- **Data extracts**
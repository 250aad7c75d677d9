//! Plan execution, sequential or partitioned over the rayon pool.
//!
//! The runner walks the graph back from the requested terminal into a linear
//! chain, splits the source into partitions and pushes each partition through
//! the fused stateless operators independently. At every barrier
//! (`group_by_key`, `combine_values`, `combine_globally`) each partition runs
//! the barrier's map side and ships serialized partials; once every partition
//! is done, the reduce side sees all partials together, exactly once.

use crate::node::{DynOp, LocalFn, MergeFn, Node};
use crate::node_id::NodeId;
use crate::pipeline::Pipeline;
use crate::shuffle::Shuffled;
use crate::type_token::{Partition, take_vec};
use anyhow::{Context, Result, anyhow, bail};
use rayon::prelude::*;
use serde::{Deserialize, Serialize};
use std::fmt::{Display, Formatter, Result as FormatResult};
use std::mem::take;
use std::str::FromStr;
use std::sync::Arc;
use tracing::{debug, trace};

/// How a plan is scheduled.
#[derive(Clone, Copy, Debug, PartialEq, Eq)]
pub enum ExecMode {
    /// Single partition on the calling thread.
    Sequential,
    /// Partitions processed in parallel on a rayon pool.
    Parallel {
        /// Size of a dedicated pool; `None` uses the global one.
        threads: Option<usize>,
        /// Partition count; `None` uses [`Runner::default_partitions`].
        partitions: Option<usize>,
    },
}

/// How often the map side of a combine runs over one partition.
///
/// Every policy must produce the same final result; they only change how
/// much data crosses the barrier.
#[derive(Clone, Copy, Debug, Default, PartialEq, Eq, Serialize, Deserialize)]
#[serde(try_from = "String", into = "String")]
pub enum CombinePolicy {
    /// Skip the combiner: every emission crosses the barrier on its own.
    Never,
    /// One combiner pass over the whole partition.
    #[default]
    Once,
    /// Combine each run of `n` consecutive emissions separately, as if the
    /// partition had been spilled to disk every `n` records.
    Spill(usize),
}

impl FromStr for CombinePolicy {
    type Err = String;

    fn from_str(s: &str) -> Result<Self, Self::Err> {
        match s.trim() {
            "never" => Ok(Self::Never),
            "once" => Ok(Self::Once),
            other => {
                let n = other
                    .strip_prefix("spill:")
                    .and_then(|n| n.parse::<usize>().ok())
                    .filter(|n| *n > 0)
                    .ok_or_else(|| {
                        format!("unknown combine policy {other:?} (expected never, once or spill:N)")
                    })?;
                Ok(Self::Spill(n))
            }
        }
    }
}

impl Display for CombinePolicy {
    fn fmt(&self, f: &mut Formatter<'_>) -> FormatResult {
        match self {
            Self::Never => f.write_str("never"),
            Self::Once => f.write_str("once"),
            Self::Spill(n) => write!(f, "spill:{n}"),
        }
    }
}

impl TryFrom<String> for CombinePolicy {
    type Error = String;

    fn try_from(s: String) -> Result<Self, Self::Error> {
        s.parse()
    }
}

impl From<CombinePolicy> for String {
    fn from(p: CombinePolicy) -> Self {
        p.to_string()
    }
}

/// Executes a pipeline up to a terminal node.
#[derive(Clone, Debug)]
pub struct Runner {
    pub mode: ExecMode,
    pub default_partitions: usize,
    pub combine: CombinePolicy,
}

impl Default for Runner {
    fn default() -> Self {
        Self {
            mode: ExecMode::Parallel {
                threads: None,
                partitions: None,
            },
            default_partitions: 2 * num_cpus::get().max(2),
            combine: CombinePolicy::Once,
        }
    }
}

impl Runner {
    /// Execute the plan ending at `terminal` and materialize its elements.
    pub fn run_collect<T: Send + 'static>(&self, p: &Pipeline, terminal: NodeId) -> Result<Vec<T>> {
        let chain = linearize(p, terminal)?;
        match self.mode {
            ExecMode::Sequential => self.execute::<T>(chain, 1, false),
            ExecMode::Parallel {
                threads,
                partitions,
            } => {
                let parts = partitions.unwrap_or(self.default_partitions);
                match threads {
                    Some(t) => {
                        let pool = rayon::ThreadPoolBuilder::new()
                            .num_threads(t)
                            .build()
                            .context("build worker pool")?;
                        pool.install(|| self.execute::<T>(chain, parts, true))
                    }
                    None => self.execute::<T>(chain, parts, true),
                }
            }
        }
    }

    fn execute<T: Send + 'static>(&self, chain: Vec<Node>, parts: usize, parallel: bool) -> Result<Vec<T>> {
        let mut nodes = chain.into_iter();
        let Some(Node::Source {
            payload,
            vec_ops,
            elem_tag,
        }) = nodes.next()
        else {
            bail!("plan must start with a source node");
        };

        let len = vec_ops.len(payload.as_ref()).unwrap_or(0);
        let n = parts.max(1).min(len.max(1));
        let mut partitions = vec_ops
            .split(payload.as_ref(), n)
            .ok_or_else(|| anyhow!("source payload is not a Vec<{}>", elem_tag.name))?;
        debug!(
            source = elem_tag.name,
            elements = len,
            partitions = partitions.len(),
            combine = %self.combine,
            "executing plan"
        );

        // Stateless ops accumulate here until the next barrier, then run
        // fused inside each partition's task.
        let mut pending: Vec<Arc<dyn DynOp>> = Vec::new();
        for node in nodes {
            let kind = node.kind();
            match node {
                Node::Stateless(ops) => pending.extend(ops),
                Node::GroupByKey { local, merge }
                | Node::CombineValues { local, merge }
                | Node::CombineGlobal { local, merge } => {
                    let ops = take(&mut pending);
                    partitions = self.barrier(kind, partitions, &ops, &local, &merge, parallel)?;
                }
                Node::Source { .. } => bail!("unexpected additional source in plan"),
            }
        }

        if !pending.is_empty() {
            partitions = for_each_partition(partitions, parallel, |p| fuse(&pending, p))?;
        }

        let mut out = Vec::new();
        for part in partitions {
            out.extend(take_vec::<T>(part, "terminal")?);
        }
        Ok(out)
    }

    fn barrier(
        &self,
        kind: &'static str,
        partitions: Vec<Partition>,
        ops: &[Arc<dyn DynOp>],
        local: &LocalFn,
        merge: &MergeFn,
        parallel: bool,
    ) -> Result<Vec<Partition>> {
        let policy = self.combine;
        let shipped: Vec<Vec<Shuffled>> = for_each_partition(partitions, parallel, |p| {
            let p = fuse(ops, p)?;
            local(p, policy)
        })?;
        let blobs: Vec<Shuffled> = shipped.into_iter().flatten().collect();
        trace!(
            barrier = kind,
            partials = blobs.len(),
            bytes = blobs.iter().map(Vec::len).sum::<usize>(),
            "shuffle"
        );
        let merged = merge(blobs).with_context(|| format!("{kind} reduce"))?;
        Ok(vec![merged])
    }
}

/// Run a fused stateless stage over one partition.
fn fuse(ops: &[Arc<dyn DynOp>], input: Partition) -> Result<Partition> {
    ops.iter().try_fold(input, |acc, op| {
        op.apply(acc).with_context(|| format!("{} operator", op.name()))
    })
}

fn for_each_partition<R, F>(parts: Vec<Partition>, parallel: bool, f: F) -> Result<Vec<R>>
where
    R: Send,
    F: Fn(Partition) -> Result<R> + Send + Sync,
{
    if parallel {
        parts.into_par_iter().map(f).collect()
    } else {
        parts.into_iter().map(f).collect()
    }
}

/// Walk back from `terminal` to its source and return the chain in run order.
fn linearize(p: &Pipeline, terminal: NodeId) -> Result<Vec<Node>> {
    let (mut nodes, edges) = p.snapshot();
    let mut chain = Vec::new();
    let mut cur = terminal;
    loop {
        let node = nodes
            .remove(&cur)
            .ok_or_else(|| anyhow!("missing node {cur:?}"))?;
        chain.push(node);
        match edges.iter().find(|(_, to)| *to == cur) {
            Some((from, _)) => cur = *from,
            None => break,
        }
    }
    chain.reverse();
    Ok(chain)
}

#[cfg(test)]
mod tests {
    use super::*;

    #[test]
    fn combine_policy_parses_its_own_display() {
        for p in [
            CombinePolicy::Never,
            CombinePolicy::Once,
            CombinePolicy::Spill(64),
        ] {
            assert_eq!(p.to_string().parse::<CombinePolicy>(), Ok(p));
        }
    }

    #[test]
    fn dedicated_pool_returns_the_collected_rows() -> Result<()> {
        let p = Pipeline::default();
        let runner = Runner {
            mode: ExecMode::Parallel {
                threads: Some(2),
                partitions: Some(3),
            },
            ..Runner::default()
        };
        let mut out = crate::from_vec(&p, vec![3u64, 1, 2])
            .map(|n: &u64| n * 2)
            .collect_with(&runner)?;
        out.sort_unstable();
        assert_eq!(out, vec![2, 4, 6]);
        Ok(())
    }

    #[test]
    fn combine_policy_rejects_zero_spill() {
        assert!("spill:0".parse::<CombinePolicy>().is_err());
        assert!("sometimes".parse::<CombinePolicy>().is_err());
    }
}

- **Description of the task**
Determine how many lines contain the string "runs" in the listing, and state that number by itself.

- **Response**
2